Open Journal of Genetics
Vol.04 No.06(2014), Article ID:51010,7 pages
10.4236/ojgen.2014.46040

Point Mutation Analysis of PMP22 in Patients Referred for Hereditary Neuropathy with Liability to Pressure Palsies

Samuel B. Brown1, David J. Bunyan1,2

1Wessex Regional Genetics Laboratory, Salisbury District Hospital, Salisbury, UK

2Human Genetics Division, Southampton University School of Medicine, Southampton, UK

Email: Dave.Bunyan@salisbury.nhs.uk

Copyright © 2014 by authors and Scientific Research Publishing Inc.

This work is licensed under the Creative Commons Attribution International License (CC BY).

http://creativecommons.org/licenses/by/4.0/

Received 18 August 2014; revised 10 September 2014; accepted 8 October 2014

ABSTRACT

A cohort of 404 patients referred for hereditary neuropathy with liability to pressure palsies was tested initially for the common PMP22 whole gene deletion. 94 whole gene deletions were detected, plus three partial gene deletions, and the remaining 307 patients were screened for PMP22 point mutations. Nine point mutations were identified (8.5% of all mutations), eight of which were in exon 5, suggesting a point mutation hotspot for individuals with this condition. Sequencing analysis of PMP22 exon 5 should therefore be included as a routine diagnostic test for gene deletion-negative patients.

Keywords:

Point Mutations, PMP22, HNPP

1. Introduction

Hereditary neuropathy with liability to pressure palsies (HNPP) was first described in 1947 [1] . Patients present with transient episodes of weakness and or sensory loss that can present in any limb and sometimes also in the auditory nerve. Motor nerve conduction velocities can be normal or nearly normal with focal areas of slowing at the wrist, around the elbow or knee or distally in the peroneal nerve [2] [3] . Other symptoms can include nerve palsies of the ulna, pes cavus, scoliosis, deafness and carpal tunnel syndrome, but due to the episodic nature and transient clinical manifestations, HNPP may often go undiagnosed [4] -[6] .

Autosomal dominant inheritance of HNPP was first shown in 1954 [4] , and the relevant gene was finally identified when two groups showed that a deletion of the entire PMP22 gene resulted in the condition [7] [8] , due to unequal crossing over between homologous low copy repeats on chromosomes 17 [9] . Although a PMP22 whole gene deletion was shown to be the major cause of HNPP [10] -[13] , the first point mutation within PMP22 was reported in a family with classic HNPP symptoms a few years later [14] . The PMP22 gene encodes a 22-kD protein, named peripheral myelin protein 22, that comprises around 5% of peripheral nervous system myelin.

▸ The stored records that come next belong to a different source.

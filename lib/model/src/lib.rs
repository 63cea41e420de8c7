//! # medcast Model
//!
//! Regression layer for the medcast pipeline:
//!
//! - [`split`] - seeded, reproducible train/test partitioning
//! - [`linear`] - ridge-stabilised least-squares fit
//! - [`forest`] - bagged regression trees with a configurable depth/count
//! - [`metrics`] - RMSE and MAE over the held-out partition
//! - [`regressor`] - strategy parsing and the fitted-model wrapper
//!
//! All randomness (split shuffle, bootstrap sampling) flows from explicit
//! seed parameters so identical configurations reproduce identical fits.

pub mod error;
pub mod forest;
pub mod linear;
pub mod metrics;
pub mod regressor;
pub mod split;

pub use error::{ModelError, Result};
pub use forest::{ForestModel, DEFAULT_MAX_DEPTH, DEFAULT_TREES};
pub use linear::LinearModel;
pub use metrics::{mae, rmse};
pub use regressor::{Model, Strategy};
pub use split::{select, train_test_split, Split, DEFAULT_SEED, DEFAULT_TEST_FRACTION};

/// Shared shape validation for the fit entry points.
pub(crate) fn validate_design(rows: &[Vec<f64>], targets: &[f64]) -> Result<()> {
    if rows.is_empty() {
        return Err(ModelError::EmptyTrainingSet);
    }
    if rows.len() != targets.len() {
        return Err(ModelError::TargetLength {
            rows: rows.len(),
            targets: targets.len(),
        });
    }
    let width = rows[0].len();
    for row in rows {
        if row.len() != width {
            return Err(ModelError::DimensionMismatch {
                expected: width,
                actual: row.len(),
            });
        }
    }
    Ok(())
}
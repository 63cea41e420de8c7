//! The embedding collaborator seam.
//!
//! [`Embedder`] is the boundary where an external embedding model plugs in.
//! The shipped [`HashEmbedder`] is deterministic feature hashing: character
//! trigrams and whole words are hashed into a fixed number of buckets and
//! the result is L2-normalised. It needs no model download and gives
//! lexically similar sentences nearby vectors, which is what the per-record
//! retrieval pass relies on.

use crate::vector::Vector;
use std::collections::hash_map::DefaultHasher;
use std::hash::{Hash, Hasher};

/// Dimension of the reference configuration's sentence embeddings.
pub const DEFAULT_DIM: usize = 384;

/// Maps text to fixed-dimension vectors. Must be deterministic: the same
/// input always embeds to the same vector within one index lifetime.
pub trait Embedder {
    fn dim(&self) -> usize;
    fn embed(&self, text: &str) -> Vector;
}

/// Hash-based text embedder.
#[derive(Debug, Clone)]
pub struct HashEmbedder {
    dim: usize,
}

impl HashEmbedder {
    #[must_use]
    pub fn new(dim: usize) -> Self {
        Self { dim }
    }

    #[inline]
    fn bucket(&self, token: &str) -> usize {
        let mut hasher = DefaultHasher::new();
        token.hash(&mut hasher);
        (hasher.finish() as usize) % self.dim
    }
}

impl Default for HashEmbedder {
    fn default() -> Self {
        Self::new(DEFAULT_DIM)
    }
}

impl Embedder for HashEmbedder {
    fn dim(&self) -> usize {
        self.dim
    }

    fn embed(&self, text: &str) -> Vector {
        let mut buckets = vec![0.0f32; self.dim];
        let lowered = text.to_lowercase();

        let chars: Vec<char> = lowered.chars().collect();
        for trigram in chars.windows(3) {
            let token: String = trigram.iter().collect();
            buckets[self.bucket(&token)] += 1.0;
        }

        // Whole words carry more signal than their trigrams.
        for word in lowered.split_whitespace() {
            buckets[self.bucket(word)] += 2.0;
        }

        let mut vector = Vector::new(buckets);
        vector.normalize();
        vector
    }
}

#[cfg(test)]
mod tests {
    use super::*;
    use crate::metric;

    #[test]
    fn test_embedding_is_deterministic() {
        let embedder = HashEmbedder::new(64);
        let a = embedder.embed("Age: 30, Smoker: yes");
        let b = embedder.embed("Age: 30, Smoker: yes");
        assert_eq!(a, b);
    }

    #[test]
    fn test_dimension_and_norm() {
        let embedder = HashEmbedder::default();
        let v = embedder.embed("hello world");
        assert_eq!(v.dim(), DEFAULT_DIM);
        assert!((metric::norm(v.as_slice()) - 1.0).abs() < 0.01);
    }

    #[test]
    fn test_similar_texts_are_closer() {
        let embedder = HashEmbedder::default();
        let base = embedder.embed("Age: 30, Smoker: yes, Region: southwest");
        let near = embedder.embed("Age: 31, Smoker: yes, Region: southwest");
        let far = embedder.embed("completely unrelated sentence about weather");
        assert!(base.cosine_similarity(&near) > base.cosine_similarity(&far));
    }

    #[test]
    fn test_empty_text_is_zero_vector() {
        let embedder = HashEmbedder::new(16);
        let v = embedder.embed("");
        assert!(v.as_slice().iter().all(|&x| x == 0.0));
    }
}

It is produced primarily by Schwann cells and expressed in the compact portion of all myelinated fibers in the peripheral nervous system [15] .

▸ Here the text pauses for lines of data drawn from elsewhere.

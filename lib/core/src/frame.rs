use crate::{Error, Result, Value};

/// An in-memory table: named columns of equal length.
///
/// Column order is preserved from input to output so an exported frame
/// keeps the source file's layout. All mutation goes through
/// [`Frame::set_column`], which either replaces an existing column or
/// appends a new one at the end.
#[derive(Debug, Clone, Default, PartialEq)]
pub struct Frame {
    names: Vec<String>,
    columns: Vec<Vec<Value>>,
}

impl Frame {
    #[must_use]
    pub fn new() -> Self {
        Self::default()
    }

    /// Build a frame from `(name, values)` pairs, validating that every
    /// column has the same length.
    pub fn from_columns(columns: Vec<(String, Vec<Value>)>) -> Result<Self> {
        let mut frame = Frame::new();
        for (name, values) in columns {
            frame.set_column(&name, values)?;
        }
        Ok(frame)
    }

    #[inline]
    #[must_use]
    pub fn n_rows(&self) -> usize {
        self.columns.first().map_or(0, Vec::len)
    }

    #[inline]
    #[must_use]
    pub fn n_cols(&self) -> usize {
        self.names.len()
    }

    #[inline]
    #[must_use]
    pub fn is_empty(&self) -> bool {
        self.n_rows() == 0
    }

    #[inline]
    #[must_use]
    pub fn names(&self) -> &[String] {
        &self.names
    }

    #[must_use]
    pub fn contains(&self, name: &str) -> bool {
        self.position(name).is_some()
    }

    fn position(&self, name: &str) -> Option<usize> {
        self.names.iter().position(|n| n == name)
    }

    /// All cells of a column, or `None` if the column does not exist.
    #[must_use]
    pub fn column(&self, name: &str) -> Option<&[Value]> {
        self.position(name).map(|i| self.columns[i].as_slice())
    }

    /// Cell at `(row, name)`, or `None` if either is missing.
    #[must_use]
    pub fn value(&self, row: usize, name: &str) -> Option<&Value> {
        self.column(name).and_then(|col| col.get(row))
    }

    /// Numeric view of a column; non-numeric cells become `None`.
    #[must_use]
    pub fn f64_column(&self, name: &str) -> Option<Vec<Option<f64>>> {
        self.column(name)
            .map(|col| col.iter().map(Value::as_f64).collect())
    }

    /// Replace an existing column or append a new one. The column must
    /// match the frame's row count unless the frame is still empty.
    pub fn set_column(&mut self, name: &str, values: Vec<Value>) -> Result<()> {
        if !self.names.is_empty() && values.len() != self.n_rows() {
            return Err(Error::ColumnLength {
                name: name.to_string(),
                expected: self.n_rows(),
                actual: values.len(),
            });
        }
        match self.position(name) {
            Some(i) => self.columns[i] = values,
            None => {
                self.names.push(name.to_string());
                self.columns.push(values);
            }
        }
        Ok(())
    }

    /// One row rendered as `(name, value)` pairs in column order.
    pub fn row(&self, index: usize) -> Result<Vec<(&str, &Value)>> {
        if index >= self.n_rows() {
            return Err(Error::RowOutOfBounds {
                index,
                rows: self.n_rows(),
            });
        }
        Ok(self
            .names
            .iter()
            .zip(&self.columns)
            .map(|(name, col)| (name.as_str(), &col[index]))
            .collect())
    }
}
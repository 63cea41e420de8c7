//! Rendering records into retrieval-key sentences.
//!
//! One line per record, labeled fields in fixed order. The rendering is
//! pure and deterministic; a frame that already carries a `text` column
//! keeps it verbatim.

use crate::document::Document;
use medcast_core::Frame;

/// Raw fields rendered into the text key, with their labels, in order.
const TEXT_FIELDS: [(&str, &str); 7] = [
    ("Age", "age"),
    ("Sex", "sex"),
    ("BMI", "bmi"),
    ("Children", "children"),
    ("Smoker", "smoker"),
    ("Region", "region"),
    ("Charges", "charges"),
];

/// Render one row as `"Age: 19, Sex: female, ..."`. Missing columns
/// render as empty values rather than failing.
#[must_use]
pub fn synthesize_row(frame: &Frame, row: usize) -> String {
    TEXT_FIELDS
        .iter()
        .map(|(label, column)| {
            let value = frame
                .value(row, column)
                .map(ToString::to_string)
                .unwrap_or_default();
            format!("{}: {}", label, value)
        })
        .collect::<Vec<_>>()
        .join(", ")
}

/// Build one [`Document`] per row.
///
/// A pre-existing `text` column is used verbatim as the retrieval key;
/// otherwise the row is synthesized. Either way the row's charge is
/// attached as metadata when it is numeric.
#[must_use]
pub fn documents(frame: &Frame) -> Vec<Document> {
    let has_text = frame.contains("text");
    (0..frame.n_rows())
        .map(|row| {
            let text = if has_text {
                frame
                    .value(row, "text")
                    .map(ToString::to_string)
                    .unwrap_or_default()
            } else {
                synthesize_row(frame, row)
            };
            let mut document = Document::new(row as u64, text);
            if let Some(charges) = frame.value(row, "charges").and_then(|v| v.as_f64()) {
                document = document.with_charges(charges);
            }
            document
        })
        .collect()
}
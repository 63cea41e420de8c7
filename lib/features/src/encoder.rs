//! One-hot encoding with an explicit, fitted category vocabulary.
//!
//! The vocabulary is fixed once at [`Encoder::fit`] time and carried in the
//! encoder, so the encoded feature layout cannot drift between training and
//! inference. Distinct values are sorted lexicographically and the first is
//! dropped as the reference level; its rows (and any value unseen at fit
//! time) encode as all-zero indicators.

use medcast_core::{Error, Frame, Result, Value};
use serde::{Deserialize, Serialize};

/// Categorical columns, in fixed encoding order.
pub const CATEGORICAL_COLUMNS: [&str; 5] = ["sex", "smoker", "region", "bmi_category", "age_group"];

/// Prediction target; retained separately, never a feature.
pub const TARGET_COLUMN: &str = "charges";

/// Retrieval key column; excluded from the feature set when present.
pub const TEXT_COLUMN: &str = "text";

/// Fitted vocabulary for one categorical column.
#[derive(Debug, Clone, PartialEq, Eq, Serialize, Deserialize)]
pub struct Vocabulary {
    /// Dropped reference level (first in sort order).
    pub reference: String,
    /// Remaining levels, sorted; one indicator column each.
    pub retained: Vec<String>,
}

impl Vocabulary {
    fn fit(column: &[Value]) -> Option<Self> {
        let mut values: Vec<String> = column
            .iter()
            .filter_map(|v| v.as_str().map(str::to_string))
            .collect();
        values.sort();
        values.dedup();
        let mut iter = values.into_iter();
        let reference = iter.next()?;
        Some(Vocabulary {
            reference,
            retained: iter.collect(),
        })
    }
}

/// One-hot encoder over the frame's categorical columns.
#[derive(Debug, Clone, PartialEq, Serialize, Deserialize)]
pub struct Encoder {
    vocabularies: Vec<(String, Vocabulary)>,
}

/// Dense numeric design matrix plus the retained target vector.
#[derive(Debug, Clone, PartialEq)]
pub struct Dataset {
    pub feature_names: Vec<String>,
    pub rows: Vec<Vec<f64>>,
    pub target: Vec<f64>,
}

impl Dataset {
    #[inline]
    #[must_use]
    pub fn n_rows(&self) -> usize {
        self.rows.len()
    }

    #[inline]
    #[must_use]
    pub fn n_features(&self) -> usize {
        self.feature_names.len()
    }
}

impl Encoder {
    /// Learn one vocabulary per categorical column present in `frame`.
    /// Columns with no string values are skipped.
    #[must_use]
    pub fn fit(frame: &Frame) -> Self {
        let vocabularies = CATEGORICAL_COLUMNS
            .iter()
            .filter_map(|name| {
                let column = frame.column(name)?;
                Vocabulary::fit(column).map(|vocab| (name.to_string(), vocab))
            })
            .collect();
        Encoder { vocabularies }
    }

    /// Fitted vocabulary for a column, if one was learned.
    #[must_use]
    pub fn vocabulary(&self, column: &str) -> Option<&Vocabulary> {
        self.vocabularies
            .iter()
            .find(|(name, _)| name == column)
            .map(|(_, vocab)| vocab)
    }

    /// Encode `frame` against the fitted vocabularies.
    ///
    /// Numeric columns (everything except the categoricals, the target, and
    /// a `text` column) pass through in frame order, followed by the
    /// indicator columns in vocabulary order. The target column must exist.
    pub fn encode(&self, frame: &Frame) -> Result<Dataset> {
        let n = frame.n_rows();
        let mut feature_names = Vec::new();
        let mut columns: Vec<Vec<f64>> = Vec::new();

        for name in frame.names() {
            if CATEGORICAL_COLUMNS.contains(&name.as_str())
                || name == TARGET_COLUMN
                || name == TEXT_COLUMN
            {
                continue;
            }
            let values = frame
                .f64_column(name)
                .unwrap_or_default()
                .into_iter()
                .map(|v| v.unwrap_or(0.0))
                .collect();
            feature_names.push(name.clone());
            columns.push(values);
        }

        for (name, vocab) in &self.vocabularies {
            let column = frame.column(name);
            for level in &vocab.retained {
                feature_names.push(format!("{}_{}", name, level));
                let indicators = match column {
                    Some(cells) => cells
                        .iter()
                        .map(|cell| {
                            if cell.as_str() == Some(level.as_str()) {
                                1.0
                            } else {
                                0.0
                            }
                        })
                        .collect(),
                    // Column absent at encode time: indicators stay zero.
                    None => vec![0.0; n],
                };
                columns.push(indicators);
            }
        }

        let target = frame
            .f64_column(TARGET_COLUMN)
            .ok_or_else(|| Error::ColumnNotFound(TARGET_COLUMN.to_string()))?
            .into_iter()
            .map(|v| v.unwrap_or(0.0))
            .collect();

        let rows = (0..n)
            .map(|row| columns.iter().map(|col| col[row]).collect())
            .collect();

        Ok(Dataset {
            feature_names,
            rows,
            target,
        })
    }
}

#[cfg(test)]
mod tests {
    use super::*;
    use crate::builder::build_feature_pipeline;
    use medcast_core::io;

    const SAMPLE: &str = "age,sex,bmi,children,smoker,region,charges\n\
        25,female,22,0,yes,southwest,2000\n\
        40,male,31,2,no,southeast,5000\n\
        70,male,28,0,no,northwest,9000\n";

    fn engineered() -> Frame {
        let mut frame = io::read_csv_from(SAMPLE.as_bytes()).unwrap();
        build_feature_pipeline(&mut frame).unwrap();
        frame
    }

    #[test]
    fn test_reference_level_dropped() {
        let frame = engineered();
        let encoder = Encoder::fit(&frame);

        let sex = encoder.vocabulary("sex").unwrap();
        assert_eq!(sex.reference, "female");
        assert_eq!(sex.retained, ["male"]);

        let region = encoder.vocabulary("region").unwrap();
        assert_eq!(region.reference, "northwest");
        assert_eq!(region.retained, ["southeast", "southwest"]);
    }

    #[test]
    fn test_encode_layout_and_target() {
        let frame = engineered();
        let encoder = Encoder::fit(&frame);
        let dataset = encoder.encode(&frame).unwrap();

        // Passthrough numerics first, then indicators; never charges/text.
        assert!(dataset.feature_names.contains(&"age".to_string()));
        assert!(dataset.feature_names.contains(&"is_smoker".to_string()));
        assert!(dataset.feature_names.contains(&"sex_male".to_string()));
        assert!(dataset.feature_names.contains(&"region_southwest".to_string()));
        assert!(!dataset.feature_names.contains(&"charges".to_string()));

        assert_eq!(dataset.n_rows(), 3);
        assert_eq!(dataset.target, [2000.0, 5000.0, 9000.0]);
        for row in &dataset.rows {
            assert_eq!(row.len(), dataset.n_features());
        }

        let sex_male = dataset
            .feature_names
            .iter()
            .position(|n| n == "sex_male")
            .unwrap();
        let one_hot: Vec<f64> = dataset.rows.iter().map(|r| r[sex_male]).collect();
        assert_eq!(one_hot, [0.0, 1.0, 1.0]);
    }

    #[test]
    fn test_encoding_is_deterministic() {
        let frame = engineered();
        let encoder = Encoder::fit(&frame);
        let a = encoder.encode(&frame).unwrap();
        let b = encoder.encode(&frame).unwrap();
        assert_eq!(a, b);
    }

    #[test]
    fn test_unseen_value_encodes_as_reference() {
        let frame = engineered();
        let encoder = Encoder::fit(&frame);

        let unseen =
            io::read_csv_from("age,sex,bmi,children,smoker,region,charges\n30,other,25,0,no,northeast,100\n".as_bytes())
                .unwrap();
        let dataset = encoder.encode(&unseen).unwrap();

        let sex_male = dataset
            .feature_names
            .iter()
            .position(|n| n == "sex_male")
            .unwrap();
        assert_eq!(dataset.rows[0][sex_male], 0.0);
        let se = dataset
            .feature_names
            .iter()
            .position(|n| n == "region_southeast")
            .unwrap();
        assert_eq!(dataset.rows[0][se], 0.0);
    }

    #[test]
    fn test_missing_categorical_column_encodes_zero() {
        let frame = engineered();
        let encoder = Encoder::fit(&frame);

        let partial = io::read_csv_from("age,charges\n30,100\n".as_bytes()).unwrap();
        let dataset = encoder.encode(&partial).unwrap();

        // Same layout as the fitted schema, indicators all zero.
        assert!(dataset.feature_names.contains(&"region_southwest".to_string()));
        let sw = dataset
            .feature_names
            .iter()
            .position(|n| n == "region_southwest")
            .unwrap();
        assert_eq!(dataset.rows[0][sw], 0.0);
    }

    #[test]
    fn test_missing_target_is_an_error() {
        let frame = engineered();
        let encoder = Encoder::fit(&frame);
        let no_target = io::read_csv_from("age,sex\n30,male\n".as_bytes()).unwrap();
        assert!(matches!(
            encoder.encode(&no_target),
            Err(Error::ColumnNotFound(_))
        ));
    }
}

As PMP22 is the only gene that has been linked to HNPP, point mutation analysis of this gene in patients without a known whole or partial gene deletion is therefore likely to reveal additional mutations as mutations that reduce the functional level of PMP22 can cause a HNPP phenotype [16] . However, since the first reported PMP22 point mutation, very few others have been published. There are only 20 HNPP-causing mutations currently listed on the molgen and HGMD databases (www.molgen.ua.ac.be, www.hgmd.cf.ac.uk) and only a few more present in the literature (see Table 1). Almost all of these mutations are from individual reports of a single mutation, so it is difficult to get an idea of the point mutation frequency or gene distribution in HNPP referrals. To this end, we have analysed a cohort of over 400 patients referred with a potential diagnosis of HNPP. Deletions were initially detected using the multiplex ligation-dependent probe amplification (MLPA) technique [42] , and the deletion-negative patients were screened for point mutations in the four coding exons of PMP22 in order to determine the pick-up rate and distribution of such mutations amongst HNPP referrals.

2. Materials and Methods

2.1. Test Populations

Between 1991 and 2014, a cohort of 404 independently-ascertained patients was collected at our laboratory following referrals from centres within the catchment area of the Wessex Regional Genetics Laboratory. As this is a laboratory-based study, we have no access to clinical data, nor do we have details of the referral criteria used by the clinicians.

This study falls in the realm of routine clinical care and consent for diagnostic testing was obtained from all patients as part of the referral process.

2.2. MLPA Analysis

MLPA was carried out according to the manufacturer’s instructions with the current CMT probe mix at the time of referral (MRC-Holland, The Netherlands) either kit P033 or kit P405. Any patients referred prior to 2002 were retroactively tested with the P033 kit. MLPA PCR products (0.5 μl) were added to 0.2 μl of Genescan™-500 ROX™ Size Standard (Applied Biosystems, USA) and 9 μl of Hi-Di Formamide (Applied Biosystems, USA) and separated on an ABI 3130xl Genetic Analyzer (Applied Biosystems, USA) using a 36 cm array and 3130 POP-7™ array polymer (Applied Biosystems, USA). The run conditions were as follows: injection voltage = 1.2 kVolts, injection time = 5 seconds, oven temperature = 60˚C, run voltage = 15 kVolts, run time = 20 minutes. Subsequent data was analysed using the MLPA analysis function of the Gene Marker (version 1.85) software (SoftGenetics, USA).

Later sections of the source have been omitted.